Can Popes be Heretics?

Is the Pope a heretic? should sound like the beginning of a bad joke, but is a charge that has been made by a group of level-headed theologians. I was a bit taken aback by the claim, and thought a good place to find an answer is the current Code of Canon Law, which describes heresy as the obstinate denial or obstinate doubt after the reception of baptism of some truth which is to be believed by divine and Catholic faith.

Heresy, at its root, is an interior disposition of the mind and will, the holding of a false proposition, one contrary to revealed doctrine. At this level, only the person himself and God know who is and who is not a heretic.

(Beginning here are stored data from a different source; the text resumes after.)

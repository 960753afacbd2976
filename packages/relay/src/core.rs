//! Core traits for events and the aggregates that record them.
//!
//! # Overview
//!
//! - [`Event`] = a fact recorded by an aggregate operation
//! - [`Aggregate`] = a consistency boundary buffering events until they are written
//!
//! Events are closed enums, one per aggregate. Each variant wraps a plain struct
//! carrying every field its projection needs. [`Event::payload`] exposes that
//! struct type-erased so job handlers can claim the shapes they own without
//! knowing the enclosing enum.

use std::any::Any;
use std::fmt;

/// A fact produced by a domain mutation.
///
/// # Example
///
/// ```ignore
/// #[derive(Debug, Clone)]
/// enum OrderEvent {
///     Placed(OrderPlaced),
///     Shipped(OrderShipped),
/// }
///
/// impl Event for OrderEvent {
///     fn name(&self) -> &'static str {
///         match self {
///             OrderEvent::Placed(_) => "order.placed",
///             OrderEvent::Shipped(_) => "order.shipped",
///         }
///     }
///
///     fn payload(&self) -> &(dyn Any + Send + Sync) {
///         match self {
///             OrderEvent::Placed(e) => e,
///             OrderEvent::Shipped(e) => e,
///         }
///     }
/// }
/// ```
pub trait Event: fmt::Debug + Send + Sync + 'static {
    /// Stable name of the variant, used in logs and error reports.
    fn name(&self) -> &'static str;

    /// The variant's own fact, type-erased for handler guards.
    fn payload(&self) -> &(dyn Any + Send + Sync);
}

/// An in-memory object accumulating pending events from its operations.
///
/// Writers read [`pending_events`](Aggregate::pending_events) inside their
/// transaction and only [`take_events`](Aggregate::take_events) once the
/// transaction committed, so a failed write leaves the aggregate untouched.
pub trait Aggregate: Send + Sync {
    /// The closed set of events this aggregate emits.
    type Event: Event;

    /// Events recorded since the last successful write, in emission order.
    fn pending_events(&self) -> &[Self::Event];

    /// Drain the pending events, preserving emission order.
    fn take_events(&mut self) -> Vec<Self::Event>;
}

/// Ordered buffer of events an aggregate recorded but nobody persisted yet.
#[derive(Clone, PartialEq, Eq)]
pub struct EventBuffer<E> {
    events: Vec<E>,
}

impl<E> EventBuffer<E> {
    pub fn new() -> Self {
        Self { events: Vec::new() }
    }

    /// Append an event after every previously recorded one.
    pub fn record(&mut self, event: E) {
        self.events.push(event);
    }

    pub fn as_slice(&self) -> &[E] {
        &self.events
    }

    pub fn drain(&mut self) -> Vec<E> {
        std::mem::take(&mut self.events)
    }

    pub fn len(&self) -> usize {
        self.events.len()
    }

    pub fn is_empty(&self) -> bool {
        self.events.is_empty()
    }
}

impl<E> Default for EventBuffer<E> {
    fn default() -> Self {
        Self::new()
    }
}

impl<E: fmt::Debug> fmt::Debug for EventBuffer<E> {
    fn fmt(&self, f: &mut fmt::Formatter<'_>) -> fmt::Result {
        f.debug_list().entries(&self.events).finish()
    }
}
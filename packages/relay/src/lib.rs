//! # Relay
//!
//! Transactional hand-off from aggregates to deduplicated background jobs.
//!
//! ## Core Concepts
//!
//! Relay separates **recording** from **doing**:
//! - [`Event`] = Facts an aggregate recorded while validating an operation
//! - [`Job`] = Work a handler derived from a committed fact
//!
//! The key principle: **Events leave the process only after they committed.**
//! A store projects pending events inside one transaction, commits, then hands
//! them to a [`Dispatcher`] in emission order.
//!
//! ## Architecture
//!
//! ```text
//! Aggregate ── record() ──► pending events
//!     │
//!     ▼ store.write()
//! Transaction (project every event) ── commit
//!     │
//!     ▼ dispatch() in order
//! EventBus ──► JobScheduler
//!                 │
//!                 ├─► HandlerRegistry.prepare(payload)  (first matching guard)
//!                 └─► JobQueue.enqueue(prepared)        (dedupe coalescing)
//!                                  │
//!                                  ▼ dequeue()
//!                             JobWorker ──► Handler.process(ctx, job)
//!                                  │
//!                                  └─► mark_succeeded / mark_failed (retry policy)
//! ```
//!
//! ## Key Invariants
//!
//! 1. **Pending means uncommitted** - an aggregate's pending events are exactly
//!    the ones not yet persisted
//! 2. **Commit before dispatch** - subscribers never see an event whose
//!    transaction rolled back
//! 3. **One pending job per dedupe key** - newer work supersedes older, not-yet-started work
//! 4. **Only the queue retries** - handlers classify failures, they never loop
//!
//! ## Guarantees
//!
//! - **At-least-once dispatch**: a dispatch failure after commit is reported,
//!   re-dispatching is safe because preparing is pure and keys coalesce
//! - **In-memory queue**: jobs do not survive a restart; aggregate status fields
//!   carry durable workflow state

pub mod bus;
pub mod context;
pub mod core;
pub mod error;
pub mod job;
pub mod queue;
pub mod scheduler;
pub mod worker;

#[cfg(feature = "testing")]
pub mod testing;

pub use crate::bus::{Dispatcher, EventBus, NoopDispatcher};
pub use crate::context::JobContext;
pub use crate::core::{Aggregate, Event, EventBuffer};
pub use crate::error::{DispatchError, FailureKind, JobError};
pub use crate::job::{AnyJobData, Handler, HandlerRegistry, Job, JobData, JobStatus, Prepared};
pub use crate::queue::{DeadLetter, EnqueueResult, InMemoryJobQueue, JobQueue, RetryPolicy};
pub use crate::scheduler::JobScheduler;
pub use crate::worker::{JobWorker, JobWorkerConfig};

// Re-export async_trait for convenience
pub use async_trait::async_trait;
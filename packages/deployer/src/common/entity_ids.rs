//! Typed ID definitions for all domain entities.
//!
//! # Example
//!
//! ```rust
//! use deployer::common::{AppId, TargetId};
//!
//! // These are incompatible types - compiler prevents mixing them up
//! let app_id: AppId = AppId::new();
//! let target_id: TargetId = TargetId::new();
//!
//! // This would be a compile error:
//! // let wrong: TargetId = app_id;
//! ```

pub use super::id::Id;

// ============================================================================
// Entity marker types
// ============================================================================

/// Marker type for App aggregates.
pub struct App;

/// Marker type for deployment targets (hosts apps are deployed onto).
pub struct Target;

/// Marker type for the users issuing commands.
pub struct User;

// ============================================================================
// Type aliases - the primary API
// ============================================================================

/// Typed ID for App aggregates.
pub type AppId = Id<App>;

/// Typed ID for deployment targets.
pub type TargetId = Id<Target>;

/// Typed ID for users.
pub type UserId = Id<User>;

The only way we – that is, any human court – can know for certain who is and is not, a heretic, is by what someone says or writes, but even here, distinctions must be made. There are those who hold a heretical proposition, not knowing that it is heresy. In one of my introductory classes, I ask the students whether Christ was, or is, a human person. Almost all reply in the affirmative – some quite zealously so – thereby unwittingly professing the ‘heresy’ of Nestorius – who held that Christ was both a divine and a human person, with Mary giving birth only to the latter. Nestorianism, as it came to be called, was condemned at the Council of Ephesus in 431, teaching for all time that Christ is one Person (hypostasis), divine, in Whom are united the two natures, divine and human; hence, the ‘hypostatic union’.

The students are in a state of what we might term ‘material’ heresy, for when they are apprised of their error, they conform their thought to the teaching of the Church (at least, I hope they do). They hold not the heresy with their ‘obstinate’ will, which would make them ‘formal’ heretics.

This is why, as the Second Vatican Council taught, we do not charge with the crime of heresy our ‘separated brethren’, for they have been brought up with their minds and souls formed in incomplete and imperfect revelation. They have not – or we may presume they have not – rejected any divinely revealed truth. The same cannot be said of the founders of their religion, say, Luther and Calvin, both apostate priests who professed any number of heresies.

So, in sum, to be charged with the actual crime of heresy, in a canonical-legal sense, one must propound and obstinately hold a heretical proposition.

Ponder an analogy: To be convicted of theft requires that one must actually commit a theft. It is not enough to foster a milieu in which theft, or other evils ancillary to thievery, might flourish; or to praise certain people who have muddled thoughts about the morality of stealing; or to write ambiguous things that may be interpreted as supporting such unlawful usurpation of another’s property. These may all be wrong and even immoral, but conviction of theft requires commission of an actual theft.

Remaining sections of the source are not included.